What is being asked -> What is the number of lines in the data that hold the string "results"? Reply with that number only.

Recorded data ->
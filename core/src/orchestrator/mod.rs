//! Startup and supervision of one network.
//!
//! The orchestrator submits the beacon descriptors, waits for every beacon to
//! report healthy, injects the beacons' bootstrap endpoints into the dependent
//! descriptors, submits those, and waits for them in turn. Each phase runs one
//! task per node and joins all of them before the state machine advances.
//! Once started, every node gets a background monitor whose reports are folded
//! into Healthy/Degraded by a single state-owning task.

mod config;
mod health;

pub use config::OrchestratorConfig;

use futures::future::join_all;
use futures::stream::{FuturesUnordered, StreamExt};
use std::collections::{HashMap, HashSet};
use std::sync::Arc;
use tokio::sync::{mpsc, watch};
use tokio::task::{JoinHandle, JoinSet};
use tokio_util::sync::CancellationToken;
use tracing::{debug, error, info, warn};

use crate::backend::Backend;
use crate::deployment::{build_deployments, Deployments};
use crate::error::{NetworkError, Phase};
use crate::types::{
    BootstrapEndpoint, DeploymentDescriptor, NetworkConfig, NetworkState, NodeHandle,
};

struct Monitors {
    tasks: JoinSet<()>,
    keeper: JoinHandle<()>,
}

struct PhaseOutcome {
    healthy: Vec<String>,
    pending: Vec<String>,
}

/// Drives one network from Initializing to Healthy (or Degraded/Failed) and
/// back down to Stopped. Not reusable: a stopped orchestrator stays stopped.
pub struct NetworkOrchestrator {
    network: NetworkConfig,
    backend: Arc<dyn Backend>,
    config: OrchestratorConfig,
    state: Arc<watch::Sender<NetworkState>>,
    descriptors: Vec<DeploymentDescriptor>,
    submitted: Vec<NodeHandle>,
    shutdown: CancellationToken,
    monitors: Option<Monitors>,
}

impl NetworkOrchestrator {
    pub fn new(network: NetworkConfig, backend: Arc<dyn Backend>, config: OrchestratorConfig) -> Self {
        let (state, _) = watch::channel(NetworkState::Initializing);

        Self {
            network,
            backend,
            config,
            state: Arc::new(state),
            descriptors: Vec::new(),
            submitted: Vec::new(),
            shutdown: CancellationToken::new(),
            monitors: None,
        }
    }

    pub fn state(&self) -> NetworkState {
        *self.state.borrow()
    }

    /// Watch state transitions, including the ones made by background monitors.
    pub fn subscribe(&self) -> watch::Receiver<NetworkState> {
        self.state.subscribe()
    }

    /// Nodes the backend accepted and that have not been torn down.
    pub fn submitted_nodes(&self) -> &[NodeHandle] {
        &self.submitted
    }

    /// Descriptors of the network, beacons first. Dependents carry their
    /// bootstrap endpoints once the beacon phase is over.
    pub fn descriptors(&self) -> &[DeploymentDescriptor] {
        &self.descriptors
    }

    pub fn config(&self) -> &OrchestratorConfig {
        &self.config
    }

    fn transition(&self, next: NetworkState) -> bool {
        health::transition(&self.state, next)
    }

    /// Bring the network up.
    ///
    /// Configuration defects are reported before anything is submitted. On a
    /// submission or health failure, nodes already submitted keep running;
    /// call [`stop`](Self::stop) to tear them down.
    pub async fn start(&mut self) -> Result<(), NetworkError> {
        let current = self.state();
        if current != NetworkState::Initializing {
            return Err(NetworkError::InvalidState {
                action: "start",
                state: current,
            });
        }

        let deployments = self
            .config
            .validate()
            .and_then(|()| build_deployments(&self.network, self.backend.kind()));
        let Deployments {
            beacons,
            mut non_beacons,
        } = match deployments {
            Ok(deployments) => deployments,
            Err(e) => {
                error!("Invalid network configuration: {}", e);
                self.transition(NetworkState::Failed);
                return Err(e.into());
            }
        };

        info!(
            "Starting network with {} beacon(s) and {} dependent(s)",
            beacons.len(),
            non_beacons.len()
        );
        self.descriptors = beacons.iter().chain(non_beacons.iter()).cloned().collect();

        self.transition(NetworkState::BeaconsStarting);
        let beacon_handles = self.submit_phase(Phase::Beacons, &beacons).await?;

        let outcome = self.await_healthy(&beacon_handles).await;
        if !outcome.pending.is_empty() {
            self.transition(NetworkState::Failed);
            return Err(self.timeout_error(Phase::Beacons, NetworkState::Failed, outcome));
        }
        self.transition(NetworkState::BeaconsHealthy);

        if non_beacons.is_empty() {
            self.transition(NetworkState::Healthy);
            self.spawn_monitors(HashMap::new());
            return Ok(());
        }

        let endpoints = self.discover_bootstrap_endpoints(&beacon_handles).await?;
        for descriptor in &mut non_beacons {
            let fresh = descriptor.set_bootstrap_endpoints(&endpoints);
            debug_assert!(fresh, "bootstrap endpoints already set on {}", descriptor.name());
        }
        self.descriptors = beacons.into_iter().chain(non_beacons.iter().cloned()).collect();

        self.transition(NetworkState::DependentsStarting);
        let dependent_handles = self.submit_phase(Phase::Dependents, &non_beacons).await?;

        let outcome = self.await_healthy(&dependent_handles).await;
        if outcome.pending.is_empty() {
            self.transition(NetworkState::Healthy);
            self.spawn_monitors(HashMap::new());
            info!("Network is healthy");
            return Ok(());
        }

        if outcome.healthy.is_empty() {
            self.transition(NetworkState::Failed);
            return Err(self.timeout_error(Phase::Dependents, NetworkState::Failed, outcome));
        }

        // Keep watching: late dependents can still bring the network to Healthy.
        self.transition(NetworkState::Degraded);
        let statuses = outcome.pending.iter().map(|n| (n.clone(), false)).collect();
        self.spawn_monitors(statuses);
        Err(self.timeout_error(Phase::Dependents, NetworkState::Degraded, outcome))
    }

    /// Tear the network down. Valid from any state but Stopped.
    pub async fn stop(&mut self) -> Result<(), NetworkError> {
        let current = self.state();
        if current == NetworkState::Stopped {
            return Err(NetworkError::InvalidState {
                action: "stop",
                state: current,
            });
        }

        info!("Stopping network ({} node(s) submitted)", self.submitted.len());
        self.shutdown.cancel();

        if let Some(mut monitors) = self.monitors.take() {
            while let Some(joined) = monitors.tasks.join_next().await {
                if let Err(e) = joined {
                    warn!("Health monitor ended abnormally: {}", e);
                }
            }
            if let Err(e) = monitors.keeper.await {
                warn!("State keeper ended abnormally: {}", e);
            }
        }

        let backend = self.backend.clone();
        let results = join_all(self.submitted.iter().map(|handle| {
            let backend = backend.clone();
            async move { (handle.name.clone(), backend.teardown(handle).await) }
        }))
        .await;

        let mut failed = Vec::new();
        for (name, result) in results {
            if let Err(e) = result {
                error!("Failed to tear down {}: {:#}", name, e);
                failed.push(name);
            }
        }

        self.submitted.clear();
        self.transition(NetworkState::Stopped);

        if failed.is_empty() {
            Ok(())
        } else {
            Err(NetworkError::Teardown { failed })
        }
    }

    /// Submit every descriptor of a phase concurrently. A failure moves the
    /// network to Failed once every in-flight submission of the phase has
    /// answered, so nodes the backend accepted are always recorded for teardown.
    async fn submit_phase(
        &mut self,
        phase: Phase,
        descriptors: &[DeploymentDescriptor],
    ) -> Result<Vec<NodeHandle>, NetworkError> {
        info!("Submitting {} {} node(s)", descriptors.len(), phase);

        let mut pending: FuturesUnordered<_> = descriptors
            .iter()
            .map(|descriptor| {
                let backend = self.backend.clone();
                async move {
                    let result = backend.submit(descriptor).await;
                    (descriptor.name().to_string(), result)
                }
            })
            .collect();

        let mut accepted = HashMap::new();
        let mut first_failure = None;
        while let Some((name, result)) = pending.next().await {
            match result {
                Ok(handle) => {
                    debug!("Submitted {}", name);
                    self.submitted.push(handle.clone());
                    accepted.insert(name, handle);
                }
                Err(e) => {
                    error!("Failed to submit {} node {}: {:#}", phase, name, e);
                    if first_failure.is_none() {
                        first_failure = Some((name, e));
                    }
                }
            }
        }

        if let Some((node, source)) = first_failure {
            self.transition(NetworkState::Failed);
            return Err(NetworkError::Submission {
                phase,
                node,
                submitted: self.submitted.iter().map(|h| h.name.clone()).collect(),
                source,
            });
        }

        Ok(descriptors
            .iter()
            .filter_map(|d| accepted.remove(d.name()))
            .collect())
    }

    /// Poll every node of a phase until all are healthy or the startup deadline passes.
    async fn await_healthy(&self, handles: &[NodeHandle]) -> PhaseOutcome {
        let (tx, mut rx) = mpsc::channel(handles.len() * 2 + 1);
        let cancel = self.shutdown.child_token();

        let mut tasks = JoinSet::new();
        for handle in handles {
            tasks.spawn(health::poll_until_healthy(
                self.backend.clone(),
                handle.clone(),
                self.config.poll_interval(),
                self.config.attempt_timeout(),
                tx.clone(),
                cancel.clone(),
            ));
        }
        drop(tx);

        let mut ready = HashSet::new();
        let deadline = tokio::time::sleep(self.config.startup_timeout());
        tokio::pin!(deadline);

        while ready.len() < handles.len() {
            tokio::select! {
                _ = &mut deadline => {
                    warn!(
                        "Startup deadline of {:?} reached with {}/{} node(s) healthy",
                        self.config.startup_timeout(),
                        ready.len(),
                        handles.len()
                    );
                    break;
                }
                report = rx.recv() => match report {
                    Some(report) if report.healthy => {
                        info!("Node {} is healthy", report.node);
                        ready.insert(report.node);
                    }
                    Some(report) => debug!("Node {} not healthy yet", report.node),
                    None => break,
                },
            }
        }

        // Barrier: no poll task of this phase outlives it.
        cancel.cancel();
        drop(rx);
        while let Some(joined) = tasks.join_next().await {
            if let Err(e) = joined {
                error!("Health poll task ended abnormally: {}", e);
            }
        }

        let (healthy, pending): (Vec<String>, Vec<String>) = handles
            .iter()
            .map(|h| h.name.clone())
            .partition(|name| ready.contains(name));

        PhaseOutcome { healthy, pending }
    }

    async fn discover_bootstrap_endpoints(
        &self,
        beacons: &[NodeHandle],
    ) -> Result<Vec<BootstrapEndpoint>, NetworkError> {
        let attempt_timeout = self.config.attempt_timeout();

        let results = join_all(beacons.iter().map(|handle| {
            let backend = self.backend.clone();
            async move {
                let result =
                    match tokio::time::timeout(attempt_timeout, backend.bootstrap_endpoint(handle))
                        .await
                    {
                        Ok(result) => result,
                        Err(_) => Err(anyhow::anyhow!("timed out after {:?}", attempt_timeout)),
                    };
                (handle.name.clone(), result)
            }
        }))
        .await;

        let mut endpoints = Vec::with_capacity(results.len());
        for (name, result) in results {
            match result {
                Ok(endpoint) => {
                    info!("Beacon {} bootstraps at {}", name, endpoint);
                    endpoints.push(endpoint);
                }
                Err(source) => {
                    error!("Failed to discover bootstrap endpoint of {}: {:#}", name, source);
                    self.transition(NetworkState::Failed);
                    return Err(NetworkError::Bootstrap { node: name, source });
                }
            }
        }

        Ok(endpoints)
    }

    /// Start one monitor per submitted node and the task that owns their statuses.
    /// Nodes missing from `statuses` are taken to be healthy.
    fn spawn_monitors(&mut self, mut statuses: HashMap<String, bool>) {
        for handle in &self.submitted {
            statuses.entry(handle.name.clone()).or_insert(true);
        }

        let (tx, rx) = mpsc::channel(self.submitted.len() * 2 + 1);
        let cancel = self.shutdown.child_token();

        let mut tasks = JoinSet::new();
        for handle in &self.submitted {
            tasks.spawn(health::monitor_node(
                self.backend.clone(),
                handle.clone(),
                self.config.monitor_interval(),
                self.config.attempt_timeout(),
                tx.clone(),
                cancel.clone(),
            ));
        }

        let keeper = tokio::spawn(health::keep_state(self.state.clone(), statuses, rx, cancel));
        debug!("Started {} background health monitor(s)", tasks.len());

        self.monitors = Some(Monitors { tasks, keeper });
    }

    fn timeout_error(&self, phase: Phase, state: NetworkState, outcome: PhaseOutcome) -> NetworkError {
        NetworkError::HealthTimeout {
            phase,
            state,
            timeout: self.config.startup_timeout(),
            healthy: outcome.healthy,
            pending: outcome.pending,
        }
    }
}

impl Drop for NetworkOrchestrator {
    fn drop(&mut self) {
        self.shutdown.cancel();
    }
}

Finished task -> 5